Mobile security researchers have discovered that LinkedIn's mobile app is transmitting personal data from calendar entries back to LinkedIn's servers without users' knowledge.
The LinkedIn app for iOS, Apple's mobile operating system, has a feature that lets users view their IOS calendar entries. But when a user opts in to the service, details including meeting locations, participants, dial-in information, and passwords are automatically transferred to LinkedIn's servers. The professional social network has come under fire for the practice, which may violate Apple's privacy guidelines.
The researchers will present their findings on Wednesday at a security workshop at Tel Aviv University.
LinkedIn has not yet said why it transmits personal data to its servers without users' knowledge. The company hired Maloney & Fox as its consumer AOR in January after a review.
“We use information from the meeting data to match LinkedIn profile information about who you're meeting with so you have more information about that person,” said Julie Inouye, a LinkedIn spokeswoman.
Update: LinkedIn clarified its mobile app policy with a blog on its corporate site today.

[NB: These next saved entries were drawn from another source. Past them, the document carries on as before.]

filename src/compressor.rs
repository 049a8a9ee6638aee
//! Compression orchestrator
//!
//! Parses the upload, runs the walker and optimizer, serializes the result
//! and decides whether it is worth handing back.

use std::any::Any;
use std::panic::{self, AssertUnwindSafe};

use lopdf::Document;

use crate::config::CompressionConfig;
use crate::error::CompressError;
use crate::format::format_bytes;
use crate::pdf::{decrypt_with_empty_password, optimize, walk, OptimizeOptions, WalkStats};

/// Outcome of one compression run
#[derive(Debug, Clone, PartialEq)]
pub enum CompressionResult {
    /// The output is smaller than the input
    Success {
        original_size: u64,
        compressed_size: u64,
        savings: u64,
        /// Size reduction in percent of the original
        ratio: f64,
        output: Vec<u8>,
        processed_count: usize,
        skipped_count: usize,
    },
    /// Re-encoding did not make the file smaller; nothing to hand back
    AlreadyOptimal {
        original_size: u64,
        compressed_size: u64,
        processed_count: usize,
        skipped_count: usize,
    },
    Failure { reason: String },
}

impl CompressionResult {
    pub fn is_success(&self) -> bool {
        matches!(self, CompressionResult::Success { .. })
    }

    /// Compressed PDF bytes; only a `Success` carries them
    pub fn output(&self) -> Option<&[u8]> {
        match self {
            CompressionResult::Success { output, .. } => Some(output),
            _ => None,
        }
    }

    /// One-line message suitable for showing to the user
    pub fn summary(&self) -> String {
        match self {
            CompressionResult::Success {
                original_size,
                compressed_size,
                savings,
                ratio,
                ..
            } => format!(
                "Compressed {} to {}, saving {} ({:.1}%)",
                format_bytes(*original_size),
                format_bytes(*compressed_size),
                format_bytes(*savings),
                ratio
            ),
            CompressionResult::AlreadyOptimal {
                compressed_size, ..
            } => format!(
                "This PDF is already highly optimized. The compressed file ({}) is not smaller than the original.",
                format_bytes(*compressed_size)
            ),
            CompressionResult::Failure { reason } => format!(
                "An error occurred: {}. The PDF might be corrupted or encrypted.",
                reason
            ),
        }
    }
}

/// Compress a PDF held in memory.
///
/// Never panics and never returns partial output: every fatal problem,
/// including a panic inside a third-party parser, becomes `Failure`.
pub fn compress(input: &[u8], config: &CompressionConfig) -> CompressionResult {
    let original_size = input.len() as u64;

    let outcome = panic::catch_unwind(AssertUnwindSafe(|| run(input, config)))
        .unwrap_or_else(|payload| Err(CompressError::Panicked(panic_message(payload))));

    match outcome {
        Ok((output, stats)) => classify(original_size, output, &stats),
        Err(e) => {
            log::warn!("Compression failed: {}", e);
            CompressionResult::Failure {
                reason: e.to_string(),
            }
        }
    }
}

fn run(input: &[u8], config: &CompressionConfig) -> Result<(Vec<u8>, WalkStats), CompressError> {
    config.validate()?;

    let mut doc =
        Document::load_mem(input).map_err(|e| CompressError::DocumentParse(e.to_string()))?;
    if doc.is_encrypted() {
        decrypt_with_empty_password(&mut doc).map_err(|e| {
            log::debug!("Cannot decrypt with an empty user password: {}", e);
            CompressError::Encrypted
        })?;
        log::info!("Removed owner-password encryption");
    }
    doc.catalog()
        .map_err(|e| CompressError::DocumentParse(format!("no document catalog: {}", e)))?;

    log::info!(
        "Loaded PDF with {} pages; {} mode, {} PPI, quality {}",
        doc.get_pages().len(),
        config.mode.name(),
        config.target_ppi,
        config.jpeg_quality
    );

    let stats = walk(&mut doc, config);
    log::info!(
        "Re-encoded {} images, skipped {}",
        stats.processed,
        stats.skipped
    );

    optimize(&mut doc, OptimizeOptions::for_mode(config.mode));

    let mut output = Vec::with_capacity(input.len());
    doc.save_to(&mut output)
        .map_err(|e| CompressError::Serialization(e.to_string()))?;

    Ok((output, stats))
}

/// Decide between `Success` and `AlreadyOptimal` from the sizes alone
pub fn classify(original_size: u64, output: Vec<u8>, stats: &WalkStats) -> CompressionResult {
    let compressed_size = output.len() as u64;

    if compressed_size >= original_size {
        log::info!(
            "Output ({}) is not smaller than input ({})",
            format_bytes(compressed_size),
            format_bytes(original_size)
        );
        return CompressionResult::AlreadyOptimal {
            original_size,
            compressed_size,
            processed_count: stats.processed,
            skipped_count: stats.skipped,
        };
    }

    let savings = original_size - compressed_size;
    CompressionResult::Success {
        original_size,
        compressed_size,
        savings,
        ratio: savings as f64 / original_size as f64 * 100.0,
        output,
        processed_count: stats.processed,
        skipped_count: stats.skipped,
    }
}

fn panic_message(payload: Box<dyn Any + Send>) -> String {
    if let Some(message) = payload.downcast_ref::<&str>() {
        message.to_string()
    } else if let Some(message) = payload.downcast_ref::<String>() {
        message.clone()
    } else {
        "unknown panic".to_string()
    }
}
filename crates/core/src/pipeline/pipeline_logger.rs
use std::collections::BTreeMap;
use std::time::Instant;

/// Cross-cutting sink for batch progress, timings and counters.
///
/// Use cases report through this trait so the CLI can print a summary while
/// tests stay silent.
pub trait PipelineLogger: Send {
    /// `current` of `total` items of `stage` are done.
    fn progress(&mut self, stage: &str, current: usize, total: usize);

    /// How long one unit of a named stage took.
    fn timing(&mut self, stage: &str, duration_ms: f64);

    /// A point-in-time value such as lights per frame.
    fn metric(&mut self, name: &str, value: f64);

    fn info(&mut self, message: &str);

    /// End-of-run report. Default: no-op.
    fn summary(&self) {}
}

/// Discards everything.
pub struct NullPipelineLogger;

impl PipelineLogger for NullPipelineLogger {
    fn progress(&mut self, _stage: &str, _current: usize, _total: usize) {}
    fn timing(&mut self, _stage: &str, _duration_ms: f64) {}
    fn metric(&mut self, _name: &str, _value: f64) {}
    fn info(&mut self, _message: &str) {}
}

/// Forwards to the `log` facade and keeps per-stage statistics for a summary.
///
/// Progress lines are throttled to one every `throttle` items per stage.
pub struct LogPipelineLogger {
    throttle: usize,
    timings: BTreeMap<String, Vec<f64>>,
    metrics: BTreeMap<String, Vec<f64>>,
    totals: BTreeMap<String, usize>,
    start_time: Instant,
    messages: Vec<String>,
}

impl LogPipelineLogger {
    pub fn new(throttle: usize) -> Self {
        Self {
            throttle: throttle.max(1),
            timings: BTreeMap::new(),
            metrics: BTreeMap::new(),
            totals: BTreeMap::new(),
            start_time: Instant::now(),
            messages: Vec::new(),
        }
    }

    /// Formatted summary, or `None` if nothing was recorded.
    pub fn summary_string(&self) -> Option<String> {
        if self.timings.is_empty() && self.metrics.is_empty() && self.totals.is_empty() {
            return None;
        }

        let elapsed_ms = self.start_time.elapsed().as_secs_f64() * 1000.0;
        let mut lines = vec![format!("Run summary ({:.1}s total):", elapsed_ms / 1000.0)];

        for (stage, total) in &self.totals {
            lines.push(format!("  {stage:12}: {total} items"));
        }

        for (stage, durations) in &self.timings {
            let total_ms: f64 = durations.iter().sum();
            let avg_ms = total_ms / durations.len().max(1) as f64;
            lines.push(format!(
                "  {stage:12}: avg {avg_ms:6.1}ms  total {total_ms:7.0}ms"
            ));
        }

        for (name, values) in &self.metrics {
            let avg = values.iter().sum::<f64>() / values.len().max(1) as f64;
            let max = values.iter().copied().fold(f64::MIN, f64::max);
            lines.push(format!("  {name}: avg {avg:.1}  max {max:.0}"));
        }

        Some(lines.join("\n"))
    }

    pub fn timings_for(&self, stage: &str) -> Option<&[f64]> {
        self.timings.get(stage).map(|v| v.as_slice())
    }

    pub fn metrics_for(&self, name: &str) -> Option<&[f64]> {
        self.metrics.get(name).map(|v| v.as_slice())
    }

    pub fn messages(&self) -> &[String] {
        &self.messages
    }
}

impl Default for LogPipelineLogger {
    fn default() -> Self {
        Self::new(10)
    }
}

impl PipelineLogger for LogPipelineLogger {
    fn progress(&mut self, stage: &str, current: usize, total: usize) {
        self.totals.insert(stage.to_string(), total);
        if total > 0 && (current % self.throttle == 0 || current == total) {
            let pct = current as f64 / total as f64 * 100.0;
            log::info!("{stage}: {current}/{total} ({pct:.1}%)");
        }
    }

    fn timing(&mut self, stage: &str, duration_ms: f64) {
        self.timings
            .entry(stage.to_string())
            .or_default()
            .push(duration_ms);
    }

    fn metric(&mut self, name: &str, value: f64) {
        self.metrics.entry(name.to_string()).or_default().push(value);
    }

    fn info(&mut self, message: &str) {
        self.messages.push(message.to_string());
        log::info!("{message}");
    }

    fn summary(&self) {
        if let Some(text) = self.summary_string() {
            log::info!("\n\n{text}");
        }
    }
}
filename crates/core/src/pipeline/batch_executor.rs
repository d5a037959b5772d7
use std::sync::Arc;

use crate::detection::domain::light_detector::LightDetector;
use crate::media::domain::frame_reader::FrameReader;
use crate::shared::bounding_box::BoundingBox;
use crate::shared::frame::Frame;

/// Receives each detected frame, in reading order, on the calling thread.
pub type FrameSink<'a> =
    dyn FnMut(Frame, Vec<BoundingBox>) -> Result<(), Box<dyn std::error::Error>> + 'a;

/// Counts from one batch run.
#[derive(Clone, Copy, Debug, Default, PartialEq, Eq)]
pub struct BatchOutcome {
    pub processed: usize,
    pub skipped: usize,
}

/// Abstracts how the read → detect → sink loop over a batch is executed.
///
/// Frames that fail to decode are logged and skipped. A detector or sink
/// error aborts the run. The sink always sees frames in reading order.
pub trait BatchExecutor: Send {
    fn execute(
        &self,
        reader: &mut dyn FrameReader,
        detector: Arc<dyn LightDetector>,
        sink: &mut FrameSink<'_>,
    ) -> Result<BatchOutcome, Box<dyn std::error::Error>>;
}

/// Runs everything on the calling thread.
pub struct SequentialBatchExecutor;

impl SequentialBatchExecutor {
    pub fn new() -> Self {
        Self
    }
}

impl Default for SequentialBatchExecutor {
    fn default() -> Self {
        Self::new()
    }
}

impl BatchExecutor for SequentialBatchExecutor {
    fn execute(
        &self,
        reader: &mut dyn FrameReader,
        detector: Arc<dyn LightDetector>,
        sink: &mut FrameSink<'_>,
    ) -> Result<BatchOutcome, Box<dyn std::error::Error>> {
        let mut outcome = BatchOutcome::default();
        for frame_result in reader.frames() {
            let frame = match frame_result {
                Ok(frame) => frame,
                Err(e) => {
                    log::warn!("Skipping unreadable frame: {e}");
                    outcome.skipped += 1;
                    continue;
                }
            };
            let boxes = detector.detect(&frame)?;
            sink(frame, boxes)?;
            outcome.processed += 1;
        }
        Ok(outcome)
    }
}

#[cfg(test)]
pub(crate) mod test_support {
    use std::path::Path;

    use super::*;
    use crate::shared::batch_metadata::BatchMetadata;

    // --- Stubs ---

    /// Yields prepared frames; `None` entries become read errors.
    pub struct StubFrameReader {
        pub frames: Vec<Option<Frame>>,
    }

    impl StubFrameReader {
        pub fn new(frames: Vec<Option<Frame>>) -> Self {
            Self { frames }
        }
    }

    impl FrameReader for StubFrameReader {
        fn open(&mut self, _source: &Path) -> Result<BatchMetadata, Box<dyn std::error::Error>> {
            Ok(BatchMetadata {
                total_frames: self.frames.len(),
                names: self
                    .frames
                    .iter()
                    .flatten()
                    .map(|f| f.name().to_string())
                    .collect(),
                source_dir: None,
            })
        }

        fn frames(
            &mut self,
        ) -> Box<dyn Iterator<Item = Result<Frame, Box<dyn std::error::Error>>> + '_> {
            Box::new(std::mem::take(&mut self.frames).into_iter().map(|f| {
                f.ok_or_else(|| -> Box<dyn std::error::Error> { "corrupt frame".into() })
            }))
        }

        fn close(&mut self) {
            self.frames.clear();
        }
    }

    /// Reports one box whose x is the frame index.
    pub struct IndexDetector;

    impl LightDetector for IndexDetector {
        fn detect(
            &self,
            frame: &Frame,
        ) -> Result<Vec<BoundingBox>, Box<dyn std::error::Error>> {
            Ok(vec![BoundingBox::new(frame.index() as i32, 0, 1, 1)])
        }
    }

    /// Fails on the frame with the given index.
    pub struct FailingDetector {
        pub fail_at: usize,
    }

    impl LightDetector for FailingDetector {
        fn detect(
            &self,
            frame: &Frame,
        ) -> Result<Vec<BoundingBox>, Box<dyn std::error::Error>> {
            if frame.index() == self.fail_at {
                return Err("detector exploded".into());
            }
            Ok(Vec::new())
        }
    }

    pub fn make_frame(index: usize) -> Frame {
        Frame::new(vec![0; 4 * 4 * 3], 4, 4, 3, index).with_name(format!("{index:04}.png"))
    }
}
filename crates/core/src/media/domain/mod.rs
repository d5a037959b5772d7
pub mod frame_reader;
pub mod image_writer;
pub mod report_store;
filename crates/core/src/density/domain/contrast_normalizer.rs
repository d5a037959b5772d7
use ndarray::Array2;

use crate::density::domain::accumulation_surface::AccumulationSurface;
use crate::imaging::median::median_3x3;
use crate::imaging::stats::percentile;
use crate::shared::GrayGrid;

/// Span given to the rescale when both percentile bounds coincide.
pub const DEGENERATE_SPAN: f64 = 1e-6;

/// Displayable 8-bit density map derived from an [`AccumulationSurface`].
///
/// Only produced by [`ContrastNormalizer::normalize`]; regenerate it from the
/// surface rather than editing it.
#[derive(Clone, Debug, PartialEq)]
pub struct NormalizedDensityMap {
    grid: GrayGrid,
}

impl NormalizedDensityMap {
    pub fn grid(&self) -> &GrayGrid {
        &self.grid
    }

    pub fn into_grid(self) -> GrayGrid {
        self.grid
    }

    pub fn width(&self) -> u32 {
        self.grid.ncols() as u32
    }

    pub fn height(&self) -> u32 {
        self.grid.nrows() as u32
    }
}

/// Percentile-robust, square-root-compressed rescale of a density surface.
///
/// Percentiles are taken over covered cells only, so large never-detected
/// areas do not drag the bounds to zero.
#[derive(Clone, Copy, Debug, PartialEq)]
pub struct ContrastNormalizer {
    low_percentile: f64,
    high_percentile: f64,
}

impl ContrastNormalizer {
    pub fn new(low_percentile: f64, high_percentile: f64) -> Self {
        Self {
            low_percentile,
            high_percentile,
        }
    }

    /// `(lo, hi)` rescale bounds, or `None` when nothing was ever detected.
    ///
    /// When the percentiles coincide `hi` becomes `lo + DEGENERATE_SPAN`, so
    /// cells at `lo` go dark and anything above it saturates. If every
    /// covered cell holds the same count the range is anchored at zero
    /// instead, keeping covered cells at full intensity.
    pub fn bounds(&self, surface: &AccumulationSurface) -> Option<(f64, f64)> {
        let nonzero = surface.nonzero_values();
        let lo = percentile(&nonzero, self.low_percentile)?;
        let hi = percentile(&nonzero, self.high_percentile)?;
        if hi > lo {
            return Some((lo, hi));
        }
        let max = nonzero.iter().copied().fold(lo, f64::max);
        let min = nonzero.iter().copied().fold(lo, f64::min);
        if max <= min {
            return Some((0.0, lo.max(DEGENERATE_SPAN)));
        }
        Some((lo, lo + DEGENERATE_SPAN))
    }

    /// clip → rescale → sqrt → ×255 → round → 3×3 median.
    pub fn normalize(&self, surface: &AccumulationSurface) -> NormalizedDensityMap {
        let Some((lo, hi)) = self.bounds(surface) else {
            return NormalizedDensityMap {
                grid: Array2::zeros(surface.counts().dim()),
            };
        };
        log::debug!("density bounds: lo={lo:.3} hi={hi:.3}");
        let span = hi - lo;
        let scaled = surface.counts().mapv(|v| {
            let unit = ((v as f64).clamp(lo, hi) - lo) / span;
            (unit.sqrt() * 255.0).round().clamp(0.0, 255.0) as u8
        });
        NormalizedDensityMap {
            grid: median_3x3(&scaled),
        }
    }
}

impl Default for ContrastNormalizer {
    fn default() -> Self {
        Self::new(1.0, 99.0)
    }
}

#[cfg(test)]
mod tests {
    use super::*;
    use crate::shared::bounding_box::BoundingBox;
    use approx::assert_relative_eq;

    fn surface(width: u32, height: u32, boxes: &[BoundingBox]) -> AccumulationSurface {
        let mut s = AccumulationSurface::new(width, height);
        s.add_detections(boxes);
        s
    }

    #[test]
    fn test_all_zero_surface_stays_zero() {
        let map = ContrastNormalizer::default().normalize(&AccumulationSurface::new(20, 10));
        assert_eq!(map.grid().dim(), (10, 20));
        assert!(map.grid().iter().all(|&v| v == 0));
    }

    #[test]
    fn test_equal_counts_give_single_nonzero_level() {
        let s = surface(40, 40, &[BoundingBox::new(5, 5, 10, 10), BoundingBox::new(25, 25, 6, 6)]);
        let map = ContrastNormalizer::default().normalize(&s);
        let mut levels: Vec<u8> = map.grid().iter().copied().filter(|&v| v > 0).collect();
        levels.sort_unstable();
        levels.dedup();
        assert_eq!(levels, vec![255]);
        assert_eq!(map.grid()[[10, 10]], 255);
        assert_eq!(map.grid()[[0, 0]], 0);
    }

    #[test]
    fn test_bounds_use_covered_cells_only() {
        let s = surface(100, 100, &[
            BoundingBox::new(0, 0, 10, 10),
            BoundingBox::new(0, 0, 10, 10),
            BoundingBox::new(50, 50, 10, 10),
        ]);
        let (lo, hi) = ContrastNormalizer::default().bounds(&s).unwrap();
        assert_relative_eq!(lo, 1.0);
        assert_relative_eq!(hi, 2.0);
    }

    #[test]
    fn test_sqrt_compression() {
        // Counts 1..=5 in columns of width 3; percentiles 0/100 give lo=1, hi=5.
        let mut s = AccumulationSurface::new(15, 9);
        for k in 0..5 {
            for _ in 0..=k {
                s.add_box(&BoundingBox::new(k * 3, 0, 3, 9));
            }
        }
        let map = ContrastNormalizer::new(0.0, 100.0).normalize(&s);
        // Column centres avoid the median's mixing at column seams.
        let expected = [0.0f64, 0.25, 0.5, 0.75, 1.0].map(|u| (u.sqrt() * 255.0).round() as u8);
        for (k, &e) in expected.iter().enumerate() {
            assert_eq!(map.grid()[[4, k * 3 + 1]], e);
        }
    }

    #[test]
    fn test_hot_outliers_clipped() {
        let mut s = surface(50, 50, &[BoundingBox::new(0, 0, 40, 40)]);
        for _ in 0..100 {
            s.add_box(&BoundingBox::new(45, 45, 3, 3));
        }
        let normalizer = ContrastNormalizer::new(1.0, 99.0);
        // 1600 cells at 1 and 9 cells at 100: both percentiles land on 1.
        let (lo, hi) = normalizer.bounds(&s).unwrap();
        assert_relative_eq!(lo, 1.0);
        assert_relative_eq!(hi, 1.0 + DEGENERATE_SPAN);

        let map = normalizer.normalize(&s);
        assert_eq!(map.grid()[[20, 20]], 0);
        assert_eq!(map.grid()[[46, 46]], 255);
    }

    #[test]
    fn test_uniform_counts_anchor_at_zero() {
        let s = surface(30, 30, &[BoundingBox::new(5, 5, 10, 10), BoundingBox::new(5, 5, 10, 10)]);
        let (lo, hi) = ContrastNormalizer::default().bounds(&s).unwrap();
        assert_relative_eq!(lo, 0.0);
        assert_relative_eq!(hi, 2.0);
    }

    #[test]
    fn test_single_speckle_removed() {
        let s = surface(10, 10, &[BoundingBox::new(4, 4, 1, 1)]);
        let map = ContrastNormalizer::default().normalize(&s);
        assert!(map.grid().iter().all(|&v| v == 0));
    }
}
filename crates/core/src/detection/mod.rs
pub mod domain;
pub mod infrastructure;
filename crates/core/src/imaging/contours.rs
use image::GrayImage;
use imageproc::contours::{find_contours, BorderType};

use crate::shared::bounding_box::BoundingBox;
use crate::shared::GrayGrid;

/// Bounding rectangles of the outermost 8-connected foreground components.
///
/// Borders are traced with Suzuki–Abe following; components nested inside a
/// hole of another component are skipped. The result is in discovery order,
/// so callers that need determinism must sort it.
pub fn external_bounding_rects(mask: &GrayGrid) -> Vec<BoundingBox> {
    let (height, width) = mask.dim();
    if height == 0 || width == 0 {
        return Vec::new();
    }
    let Some(image) = GrayImage::from_raw(width as u32, height as u32, mask.iter().copied().collect())
    else {
        return Vec::new();
    };

    find_contours::<i32>(&image)
        .into_iter()
        .filter(|c| matches!(c.border_type, BorderType::Outer) && c.parent.is_none())
        .filter_map(|c| {
            let first = c.points.first()?;
            let (mut x1, mut y1, mut x2, mut y2) = (first.x, first.y, first.x, first.y);
            for p in &c.points {
                x1 = x1.min(p.x);
                y1 = y1.min(p.y);
                x2 = x2.max(p.x);
                y2 = y2.max(p.y);
            }
            Some(BoundingBox::new(x1, y1, x2 - x1 + 1, y2 - y1 + 1))
        })
        .collect()
}
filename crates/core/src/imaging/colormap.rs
use crate::shared::frame::Frame;
use crate::shared::GrayGrid;

/// JET colormap: dark blue at 0 through cyan, yellow, to dark red at 255.
pub fn jet(value: u8) -> [u8; 3] {
    let x = value as f64 / 255.0;
    let channel = |center: f64| ((1.5 - (4.0 * x - center).abs()).clamp(0.0, 1.0) * 255.0).round() as u8;
    [channel(3.0), channel(2.0), channel(1.0)]
}

/// Maps every cell through [`jet`], producing an RGB frame.
pub fn colorize(grid: &GrayGrid) -> Frame {
    let lut: Vec<[u8; 3]> = (0..=255u8).map(jet).collect();
    let (h, w) = grid.dim();
    let data = grid.iter().flat_map(|&v| lut[v as usize]).collect();
    Frame::new(data, w as u32, h as u32, 3, 0)
}
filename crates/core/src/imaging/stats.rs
/// Percentile with linear interpolation between closest ranks.
///
/// `values` need not be sorted. `p` is clamped to `[0, 100]`. Returns
/// `None` for an empty slice.
pub fn percentile(values: &[f64], p: f64) -> Option<f64> {
    if values.is_empty() {
        return None;
    }
    let mut sorted = values.to_vec();
    sorted.sort_by(f64::total_cmp);
    Some(percentile_of_sorted(&sorted, p))
}

pub fn percentile_of_sorted(sorted: &[f64], p: f64) -> f64 {
    let rank = p.clamp(0.0, 100.0) / 100.0 * (sorted.len() - 1) as f64;
    let lo = rank.floor() as usize;
    let hi = rank.ceil() as usize;
    sorted[lo] + (sorted[hi] - sorted[lo]) * (rank - lo as f64)
}

/// 256-bin histogram of an 8-bit sample.
pub fn histogram<'a>(values: impl IntoIterator<Item = &'a u8>) -> [u64; 256] {
    let mut hist = [0u64; 256];
    for &v in values {
        hist[v as usize] += 1;
    }
    hist
}
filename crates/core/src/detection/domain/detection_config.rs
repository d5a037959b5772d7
use serde::{Deserialize, Serialize};

/// How the background-suppressed residual is binarized.
#[derive(Clone, Copy, Debug, PartialEq, Serialize, Deserialize)]
#[serde(tag = "mode", rename_all = "lowercase")]
pub enum ThresholdPolicy {
    /// Compare every pixel against a constant, clamped to `[1, 254]`.
    Fixed { value: i32 },
    /// Compare every pixel against the mean of its neighbourhood.
    Adaptive,
    /// Single global level chosen by Otsu's method.
    Otsu,
}

impl Default for ThresholdPolicy {
    fn default() -> Self {
        ThresholdPolicy::Fixed { value: 20 }
    }
}

/// Tunables for per-frame light detection and its derived crops.
#[derive(Clone, Debug, PartialEq, Serialize, Deserialize)]
#[serde(default)]
pub struct DetectionConfig {
    pub gamma: f64,
    pub equalize: bool,
    pub kernel_size: usize,
    pub threshold: ThresholdPolicy,
    pub invert: bool,
    pub remove_hot_pixels: bool,
    pub dilate_iterations: usize,
    pub min_area: i64,
    pub max_area: i64,
    pub min_brightness: u32,
    pub aspect_ratio_max: f64,
    pub box_grow: i32,
    pub padding: i32,
    pub rect_thickness: u32,
    pub extension: String,
}

impl Default for DetectionConfig {
    fn default() -> Self {
        Self {
            gamma: 1.4,
            equalize: false,
            kernel_size: 9,
            threshold: ThresholdPolicy::default(),
            invert: false,
            remove_hot_pixels: true,
            dilate_iterations: 0,
            min_area: 12,
            max_area: 20_000,
            min_brightness: 12,
            aspect_ratio_max: 10.0,
            box_grow: 20,
            padding: 30,
            rect_thickness: 3,
            extension: crate::shared::constants::DEFAULT_FRAME_EXTENSION.to_string(),
        }
    }
}

impl DetectionConfig {
    /// Returns a copy with every out-of-range value pulled to the nearest valid one.
    pub fn sanitized(&self) -> Self {
        let min_area = self.min_area.max(0);
        let threshold = match self.threshold {
            ThresholdPolicy::Fixed { value } => ThresholdPolicy::Fixed {
                value: value.clamp(1, 254),
            },
            other => other,
        };
        let extension = self.extension.trim().trim_start_matches('.').to_lowercase();
        Self {
            gamma: if self.gamma.is_finite() { self.gamma } else { 1.0 },
            equalize: self.equalize,
            kernel_size: self.kernel_size.max(3) | 1,
            threshold,
            invert: self.invert,
            remove_hot_pixels: self.remove_hot_pixels,
            dilate_iterations: self.dilate_iterations,
            min_area,
            max_area: self.max_area.max(min_area),
            min_brightness: self.min_brightness.min(255),
            aspect_ratio_max: if self.aspect_ratio_max.is_nan() {
                1.0
            } else {
                self.aspect_ratio_max.max(1.0)
            },
            box_grow: self.box_grow.max(0),
            padding: self.padding.max(0),
            rect_thickness: self.rect_thickness.max(1),
            extension: if extension.is_empty() {
                crate::shared::constants::DEFAULT_FRAME_EXTENSION.to_string()
            } else {
                extension
            },
        }
    }
}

“With your permission, we sync with your mobile device's calendar to provide information about the people you are about to meet by showing you their LinkedIn profile.
In order to provide our calendar service to those who choose to use it, we need to send information about your calendar events to our servers so we can match people with LinkedIn profiles. That information is sent securely over SSL and we never share or store your calendar information.”